On the drive back, I asked which was the relative who had been shot and never knew it. I had a vague memory of such a person that our visit to the old gals had dredged up.  "Oh, you must mean great-great Aunt Louise," my mother said, and I wasn't sure if the "great-great" referred to her relationship or mine, but I didn't interrupt her to ask as she told the old story to me again.  It seems that in the early 1900s -- my mother thought it was 1909 but wasn't sure -- multiple-great Aunt Margaret, who was heavily pregnant with Louise, was alone at her ranch house just before fly season, a time when all the men would go off to cut and brand the new calves, when the dogs began barking and she heard the horses in the corral kicking up a fuss. Fetching the .44-40 Winchester from above the fireplace, she stepped out onto the porch to see what was going on.  Three men were dragging tack out of the stable and saddling the horses, who were not cooperating with these strangers.  Margaret shouted at them to get away from her horses.  Instead of doing so, at least one of the men drew his pistol.  Who fired first is lost, but a gunfight ensued in which Margaret shot and killed all three men, while taking a bullet in her abdomen.  Rifle against pistol at about 70 paces.  No contest, especially when the woman wielding the rifle was used to dropping running coyotes at greater distances than that.
Fast forward, as they say, many decades into the future and the baby in mommy's tummy that savage day is an old lady who tripped and fell heavily and was taken to the hospital emergency room, where she was X-rayed to see if she had broken any bones.  Fortunately she had not, but the X-ray technician discovered something curious in her hip bone, called in her doctor, who examined the X-ray with some puzzlement.  Then, as required by law, he notified the police, for on the X-ray, clearly visible, was what appeared to be a .32 caliber bullet embedded in her hip bone.  Louise swore she had never been shot in her life, the idea was absurd, and her relatives backed her up.  But the bullet was real and it was there, although clearly she had been shot some time ago.  Thinking and thinking, she finally recalled having vaguely heard about her mother being shot by horse thieves before she was born.  It was the only possible time Louise could herself have been shot, when her mother was still carrying her.
I remembered being shown the newspaper clipping about the incident, the writer treating it as amusing proof that those of pioneer stock were too tough to be killed, and visiting the old ranch on a trip home when I was 10, only an old man caretaker living there, a former cowhand, too busted up from a life of hard work to make a living anymore, allowed to finish out his days there, sitting and rocking on the front porch, refilling his pipe with Prince Albert tobacco from time to time, smoking thoughtfully and telling the occasional visitor about how things were in the old days when there was nothing but wind and tumbleweeds, rattlesnakes and coyotes, thunderstorms and wild horses, and a determination to make something of the land, tame it and make it useful, just as you did the mustangs and the few abandoned feral cattle that dotted the gullies and hillsides, reminders of a past failed attempt to gentle a hostile and unforgiving Mother Nature.

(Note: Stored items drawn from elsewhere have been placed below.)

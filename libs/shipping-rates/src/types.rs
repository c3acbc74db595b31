//! Shipping rate data types
//!
//! Weights are kilograms and prices are major units of the configured
//! currency. The engine only compares them, so any consistent unit works.

use chrono::{DateTime, Utc};
use serde::{Deserialize, Serialize};
use std::time::Duration;

/// One row of the rate table
#[derive(Debug, Clone, PartialEq, Serialize, Deserialize)]
pub struct ShippingRule {
    pub country: String,
    /// Empty means "any province"
    pub province: String,
    /// Empty means "any district"
    pub district: String,
    pub shipping_method: String,
    /// Inclusive lower weight bound
    pub min_weight: f64,
    /// Inclusive upper weight bound
    pub max_weight: f64,
    pub price: f64,
    pub active: bool,
    /// 1-based sheet row the rule was read from
    pub row_index: usize,
}

impl ShippingRule {
    /// Width of the weight band, smaller is more specific
    pub fn weight_band(&self) -> f64 {
        self.max_weight - self.min_weight
    }

    pub fn has_province(&self) -> bool {
        !self.province.trim().is_empty()
    }

    pub fn has_district(&self) -> bool {
        !self.district.trim().is_empty()
    }
}

/// One row of the country defaults table
#[derive(Debug, Clone, PartialEq, Serialize, Deserialize)]
pub struct CountryConfig {
    pub country_code: String,
    pub label: String,
    pub currency: String,
    pub shipping_cost: f64,
    pub tax_rate: f64,
    pub free_shipping_threshold: f64,
    pub row_index: usize,
}

/// Shipment request resolved against the rule table
#[derive(Debug, Clone, Default, PartialEq, Serialize, Deserialize)]
pub struct PriceQuery {
    pub country: String,
    #[serde(default)]
    pub province: String,
    #[serde(default)]
    pub district: String,
    pub weight: f64,
    /// Falls back to the configured default method when absent or blank
    #[serde(default)]
    pub method: Option<String>,
}

impl PriceQuery {
    pub fn new(country: impl Into<String>, weight: f64) -> Self {
        Self {
            country: country.into(),
            weight,
            ..Default::default()
        }
    }

    pub fn with_province(mut self, province: impl Into<String>) -> Self {
        self.province = province.into();
        self
    }

    pub fn with_district(mut self, district: impl Into<String>) -> Self {
        self.district = district.into();
        self
    }

    pub fn with_method(mut self, method: impl Into<String>) -> Self {
        self.method = Some(method.into());
        self
    }
}

/// The single rule selected for a query
#[derive(Debug, Clone, PartialEq, Serialize)]
pub struct PriceMatch {
    pub price: f64,
    pub rule: ShippingRule,
}

/// Cache observability snapshot
#[derive(Debug, Clone, PartialEq, Serialize)]
pub struct CacheMeta {
    pub last_loaded_at: Option<DateTime<Utc>>,
    pub ttl_ms: u64,
    /// None until the first successful load
    pub expires_at: Option<DateTime<Utc>>,
    pub total_rules: usize,
    pub total_country_configs: usize,
}

/// Static engine settings
#[derive(Debug, Clone)]
pub struct RateSettings {
    /// Rule table range, e.g. `ShippingRules!A2:H1000`
    pub rules_range: String,
    /// Country defaults range, e.g. `CountryConfigs!A2:F300`
    pub countries_range: String,
    pub cache_ttl: Duration,
    pub currency: String,
    pub default_method: String,
    pub supported_methods: Vec<String>,
}

impl Default for RateSettings {
    fn default() -> Self {
        Self {
            rules_range: DEFAULT_RULES_RANGE.to_string(),
            countries_range: DEFAULT_COUNTRIES_RANGE.to_string(),
            cache_ttl: Duration::from_millis(DEFAULT_CACHE_TTL_MS),
            currency: DEFAULT_CURRENCY.to_string(),
            default_method: DEFAULT_METHOD.to_string(),
            supported_methods: parse_method_list(DEFAULT_SUPPORTED_METHODS),
        }
    }
}

pub const DEFAULT_RULES_RANGE: &str = "ShippingRules!A2:H1000";
pub const DEFAULT_COUNTRIES_RANGE: &str = "CountryConfigs!A2:F300";
pub const DEFAULT_CACHE_TTL_MS: u64 = 300_000;
pub const DEFAULT_CURRENCY: &str = "VND";
pub const DEFAULT_METHOD: &str = "standard";
pub const DEFAULT_SUPPORTED_METHODS: &str = "standard,express";

/// Split a comma-separated method list, dropping blanks and duplicates
pub fn parse_method_list(raw: &str) -> Vec<String> {
    let mut methods: Vec<String> = Vec::new();
    for method in raw.split(',').map(normalize_key) {
        if !method.is_empty() && !methods.contains(&method) {
            methods.push(method);
        }
    }
    methods
}

/// Trim + lowercase, the comparison form for every matched string
pub fn normalize_key(value: &str) -> String {
    value.trim().to_lowercase()
}

#[cfg(test)]
mod tests {
    use super::*;

    #[test]
    fn test_parse_method_list() {
        assert_eq!(
            parse_method_list(" Standard, express,,STANDARD ,same-day"),
            vec!["standard", "express", "same-day"]
        );
        assert!(parse_method_list(" , ").is_empty());
    }

    #[test]
    fn test_rule_specificity_helpers() {
        let rule = ShippingRule {
            country: "VN".to_string(),
            province: "  ".to_string(),
            district: "D1".to_string(),
            shipping_method: "standard".to_string(),
            min_weight: 1.0,
            max_weight: 3.5,
            price: 10.0,
            active: true,
            row_index: 2,
        };
        assert!(!rule.has_province());
        assert!(rule.has_district());
        assert_eq!(rule.weight_band(), 2.5);
    }
}
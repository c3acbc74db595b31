//! Reload and health endpoints

use crate::app::AppState;
use crate::error::rate_error;
use axum::{extract::State, http::StatusCode, Json};
use common::{AppError, SuccessResponse};
use serde::Serialize;
use shipping_rates::CacheMeta;
use std::sync::Arc;
use tracing::info;

#[derive(Debug, Serialize)]
pub struct HealthData {
    pub status: &'static str,
    pub service: String,
    pub version: &'static str,
    pub cache: CacheMeta,
}

/// Force a reload from the spreadsheet, bypassing the TTL
pub async fn reload(State(state): State<Arc<AppState>>) -> Result<StatusCode, AppError> {
    let meta = state.engine.load_from_sheet().await.map_err(rate_error)?;
    info!(
        "Shipping rates reloaded on request: {} rules, {} country configs",
        meta.total_rules, meta.total_country_configs
    );
    Ok(StatusCode::NO_CONTENT)
}

/// Liveness plus cache state; never loads the sheet
pub async fn health_check(State(state): State<Arc<AppState>>) -> Json<SuccessResponse<HealthData>> {
    Json(SuccessResponse::new(HealthData {
        status: "ok",
        service: state.config.service.name.clone(),
        version: env!("CARGO_PKG_VERSION"),
        cache: state.engine.cache_meta().await,
    }))
}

He recalled the incident, hearing the distant gunshots out there on the branding grounds, faint but unmistakable in all that silence, and the men leaping to their horses and racing for the ranch house.  As he told us of that day, he led us over a rise and down into a small coulee, walking slowly, favoring his left leg.  He pointed to some water-worn rocks, barely protruding from the soil.  Three graves.  Unmarked.  "Lost souls," he said.  "God knew who they were but no one else ever did."